# SUPPLIED DATA
§

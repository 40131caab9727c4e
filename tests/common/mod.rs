#![allow(dead_code)]

use chrono::NaiveDate;
use finance_core::core::services::AccountService;
use finance_core::domain::{Account, AccountKind, FinanceBook};
use uuid::Uuid;

pub fn date(year: i32, month: u32, day: u32) -> NaiveDate {
    NaiveDate::from_ymd_opt(year, month, day).unwrap()
}

/// A seeded book plus one extra named account with the given opening balance.
pub fn book_with_account(name: &str, initial_balance: f64) -> (FinanceBook, Uuid) {
    let mut book = FinanceBook::new();
    let account = Account::new(name, AccountKind::Bank, "USD").with_initial_balance(initial_balance);
    let id = AccountService::add(&mut book, account).unwrap();
    (book, id)
}

pub fn add_account(book: &mut FinanceBook, name: &str, initial_balance: f64) -> Uuid {
    let account = Account::new(name, AccountKind::Bank, "USD").with_initial_balance(initial_balance);
    AccountService::add(book, account).unwrap()
}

§

# ASSIGNMENT
Go through the material above, and wherever a line contains the string "NaiveDate", return it.

# SOLUTION FOR THIS EXERCISE
use chrono::NaiveDate;
pub fn date(year: i32, month: u32, day: u32) -> NaiveDate {
    NaiveDate::from_ymd_opt(year, month, day).unwrap()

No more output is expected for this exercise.